[[ Data section, beginning ]]
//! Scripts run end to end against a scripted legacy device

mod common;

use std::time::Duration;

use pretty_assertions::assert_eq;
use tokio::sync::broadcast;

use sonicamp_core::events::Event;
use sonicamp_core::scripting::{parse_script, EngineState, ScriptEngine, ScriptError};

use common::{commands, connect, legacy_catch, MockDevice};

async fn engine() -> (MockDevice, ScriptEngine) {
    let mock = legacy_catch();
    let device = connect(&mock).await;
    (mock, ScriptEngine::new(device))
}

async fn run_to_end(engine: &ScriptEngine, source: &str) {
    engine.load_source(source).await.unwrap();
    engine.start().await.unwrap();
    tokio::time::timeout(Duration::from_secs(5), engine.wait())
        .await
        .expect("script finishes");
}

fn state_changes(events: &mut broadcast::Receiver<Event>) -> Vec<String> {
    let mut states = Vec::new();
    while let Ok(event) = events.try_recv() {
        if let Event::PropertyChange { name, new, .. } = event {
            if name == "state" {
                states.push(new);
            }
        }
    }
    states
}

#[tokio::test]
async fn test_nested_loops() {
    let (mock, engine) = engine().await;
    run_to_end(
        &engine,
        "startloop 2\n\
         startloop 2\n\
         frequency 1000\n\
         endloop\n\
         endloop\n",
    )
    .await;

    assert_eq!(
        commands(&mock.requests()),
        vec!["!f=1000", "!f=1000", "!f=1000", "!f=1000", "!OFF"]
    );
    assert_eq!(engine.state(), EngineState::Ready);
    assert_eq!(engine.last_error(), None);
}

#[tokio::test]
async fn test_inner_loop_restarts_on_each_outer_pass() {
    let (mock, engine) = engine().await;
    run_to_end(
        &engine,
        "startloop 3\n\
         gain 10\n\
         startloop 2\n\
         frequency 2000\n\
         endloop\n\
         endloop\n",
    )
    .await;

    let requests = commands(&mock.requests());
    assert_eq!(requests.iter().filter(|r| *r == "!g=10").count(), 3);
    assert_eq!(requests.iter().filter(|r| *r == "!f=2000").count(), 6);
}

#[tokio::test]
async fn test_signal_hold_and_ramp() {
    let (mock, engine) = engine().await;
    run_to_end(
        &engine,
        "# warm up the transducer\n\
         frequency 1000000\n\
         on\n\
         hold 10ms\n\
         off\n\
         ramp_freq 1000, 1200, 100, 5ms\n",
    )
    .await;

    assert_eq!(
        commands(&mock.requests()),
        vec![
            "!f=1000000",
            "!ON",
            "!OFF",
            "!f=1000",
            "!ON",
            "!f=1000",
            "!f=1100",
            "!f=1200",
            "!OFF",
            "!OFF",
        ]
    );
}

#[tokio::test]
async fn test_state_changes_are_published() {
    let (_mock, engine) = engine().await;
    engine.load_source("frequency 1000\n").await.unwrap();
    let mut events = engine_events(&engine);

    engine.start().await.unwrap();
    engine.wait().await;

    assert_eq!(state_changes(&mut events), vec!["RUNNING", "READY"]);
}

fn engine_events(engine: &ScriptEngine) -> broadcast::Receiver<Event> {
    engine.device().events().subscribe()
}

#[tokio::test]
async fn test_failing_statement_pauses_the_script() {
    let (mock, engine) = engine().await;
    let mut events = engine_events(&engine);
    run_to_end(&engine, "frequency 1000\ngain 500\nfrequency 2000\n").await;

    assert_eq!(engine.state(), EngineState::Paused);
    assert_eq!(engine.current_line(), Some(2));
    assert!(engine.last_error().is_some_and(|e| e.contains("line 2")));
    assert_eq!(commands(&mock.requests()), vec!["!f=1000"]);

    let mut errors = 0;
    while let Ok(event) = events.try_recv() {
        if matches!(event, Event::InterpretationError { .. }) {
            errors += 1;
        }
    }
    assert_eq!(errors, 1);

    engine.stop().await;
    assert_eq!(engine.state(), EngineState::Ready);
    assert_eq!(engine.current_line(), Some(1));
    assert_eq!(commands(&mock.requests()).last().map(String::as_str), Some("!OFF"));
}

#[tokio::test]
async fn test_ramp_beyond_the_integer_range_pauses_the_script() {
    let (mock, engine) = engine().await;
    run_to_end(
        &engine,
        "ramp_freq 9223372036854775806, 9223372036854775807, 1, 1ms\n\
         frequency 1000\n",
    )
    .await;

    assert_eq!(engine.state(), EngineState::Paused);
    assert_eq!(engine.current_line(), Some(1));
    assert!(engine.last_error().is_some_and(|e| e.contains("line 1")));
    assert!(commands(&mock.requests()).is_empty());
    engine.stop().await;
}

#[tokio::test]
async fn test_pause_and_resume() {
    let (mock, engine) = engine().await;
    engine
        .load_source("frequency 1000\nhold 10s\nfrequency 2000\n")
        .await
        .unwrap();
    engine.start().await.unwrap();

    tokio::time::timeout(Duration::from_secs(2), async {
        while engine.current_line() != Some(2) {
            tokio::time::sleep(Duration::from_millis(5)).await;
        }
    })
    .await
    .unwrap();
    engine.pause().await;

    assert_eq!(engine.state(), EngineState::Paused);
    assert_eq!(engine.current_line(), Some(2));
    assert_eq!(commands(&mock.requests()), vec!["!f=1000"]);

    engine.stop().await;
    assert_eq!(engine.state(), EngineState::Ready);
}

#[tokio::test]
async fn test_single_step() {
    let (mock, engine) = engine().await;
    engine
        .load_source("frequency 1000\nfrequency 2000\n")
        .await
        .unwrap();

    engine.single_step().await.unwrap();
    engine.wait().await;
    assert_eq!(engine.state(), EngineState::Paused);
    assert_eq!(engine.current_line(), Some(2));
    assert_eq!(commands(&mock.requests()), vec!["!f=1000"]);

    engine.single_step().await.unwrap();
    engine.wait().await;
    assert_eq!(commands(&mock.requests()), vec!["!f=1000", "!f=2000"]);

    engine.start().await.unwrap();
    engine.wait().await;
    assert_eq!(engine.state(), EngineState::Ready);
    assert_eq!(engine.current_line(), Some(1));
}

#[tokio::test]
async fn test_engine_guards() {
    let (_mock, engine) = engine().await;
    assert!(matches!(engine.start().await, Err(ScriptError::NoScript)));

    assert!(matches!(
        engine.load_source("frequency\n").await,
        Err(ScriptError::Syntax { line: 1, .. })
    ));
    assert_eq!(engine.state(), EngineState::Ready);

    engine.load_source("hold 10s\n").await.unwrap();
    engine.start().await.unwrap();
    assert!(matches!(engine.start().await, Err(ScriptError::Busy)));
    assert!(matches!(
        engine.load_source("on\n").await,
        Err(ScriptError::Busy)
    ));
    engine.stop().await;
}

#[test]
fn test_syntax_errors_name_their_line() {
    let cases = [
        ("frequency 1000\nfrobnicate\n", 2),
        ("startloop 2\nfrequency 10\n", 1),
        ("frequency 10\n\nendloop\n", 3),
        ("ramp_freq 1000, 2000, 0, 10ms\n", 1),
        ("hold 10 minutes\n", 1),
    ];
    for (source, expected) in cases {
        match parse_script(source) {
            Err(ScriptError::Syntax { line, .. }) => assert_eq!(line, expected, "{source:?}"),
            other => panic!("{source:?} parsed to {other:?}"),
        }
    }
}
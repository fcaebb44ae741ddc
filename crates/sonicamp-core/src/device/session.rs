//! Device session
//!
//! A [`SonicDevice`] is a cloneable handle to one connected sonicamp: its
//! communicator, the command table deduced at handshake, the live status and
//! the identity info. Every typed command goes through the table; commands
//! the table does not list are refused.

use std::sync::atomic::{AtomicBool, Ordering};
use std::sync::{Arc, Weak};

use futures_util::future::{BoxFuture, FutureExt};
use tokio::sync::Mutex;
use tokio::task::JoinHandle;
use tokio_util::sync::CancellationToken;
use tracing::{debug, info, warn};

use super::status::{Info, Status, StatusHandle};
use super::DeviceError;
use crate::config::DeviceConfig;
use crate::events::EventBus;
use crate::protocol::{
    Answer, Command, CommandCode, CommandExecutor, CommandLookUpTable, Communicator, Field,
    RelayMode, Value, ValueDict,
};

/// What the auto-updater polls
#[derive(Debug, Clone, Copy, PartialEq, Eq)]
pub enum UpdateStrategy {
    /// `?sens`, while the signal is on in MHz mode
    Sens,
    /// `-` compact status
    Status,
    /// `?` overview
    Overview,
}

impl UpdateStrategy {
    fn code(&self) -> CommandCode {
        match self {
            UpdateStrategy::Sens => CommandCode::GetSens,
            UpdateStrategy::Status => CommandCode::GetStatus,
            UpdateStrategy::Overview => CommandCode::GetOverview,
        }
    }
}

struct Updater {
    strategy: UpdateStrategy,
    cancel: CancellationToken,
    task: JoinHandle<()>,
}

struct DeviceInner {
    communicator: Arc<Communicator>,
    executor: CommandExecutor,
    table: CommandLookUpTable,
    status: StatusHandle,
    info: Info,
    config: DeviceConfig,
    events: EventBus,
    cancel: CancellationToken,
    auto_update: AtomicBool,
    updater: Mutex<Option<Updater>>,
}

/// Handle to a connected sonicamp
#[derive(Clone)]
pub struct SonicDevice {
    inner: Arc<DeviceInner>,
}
[[ Data section, end ]]
### Exercise objective
Begin at the first line of the records above and restate each line word for word, stopping after the line with "async fn test_inner_loop_restarts_on_each_outer_pass()".

### Written answer
//! Scripts run end to end against a scripted legacy device

mod common;

use std::time::Duration;

use pretty_assertions::assert_eq;
use tokio::sync::broadcast;

use sonicamp_core::events::Event;
use sonicamp_core::scripting::{parse_script, EngineState, ScriptEngine, ScriptError};

use common::{commands, connect, legacy_catch, MockDevice};

async fn engine() -> (MockDevice, ScriptEngine) {
    let mock = legacy_catch();
    let device = connect(&mock).await;
    (mock, ScriptEngine::new(device))
}

async fn run_to_end(engine: &ScriptEngine, source: &str) {
    engine.load_source(source).await.unwrap();
    engine.start().await.unwrap();
    tokio::time::timeout(Duration::from_secs(5), engine.wait())
        .await
        .expect("script finishes");
}

fn state_changes(events: &mut broadcast::Receiver<Event>) -> Vec<String> {
    let mut states = Vec::new();
    while let Ok(event) = events.try_recv() {
        if let Event::PropertyChange { name, new, .. } = event {
            if name == "state" {
                states.push(new);
            }
        }
    }
    states
}

#[tokio::test]
async fn test_nested_loops() {
    let (mock, engine) = engine().await;
    run_to_end(
        &engine,
        "startloop 2\n\
         startloop 2\n\
         frequency 1000\n\
         endloop\n\
         endloop\n",
    )
    .await;

    assert_eq!(
        commands(&mock.requests()),
        vec!["!f=1000", "!f=1000", "!f=1000", "!f=1000", "!OFF"]
    );
    assert_eq!(engine.state(), EngineState::Ready);
    assert_eq!(engine.last_error(), None);
}

#[tokio::test]
async fn test_inner_loop_restarts_on_each_outer_pass() {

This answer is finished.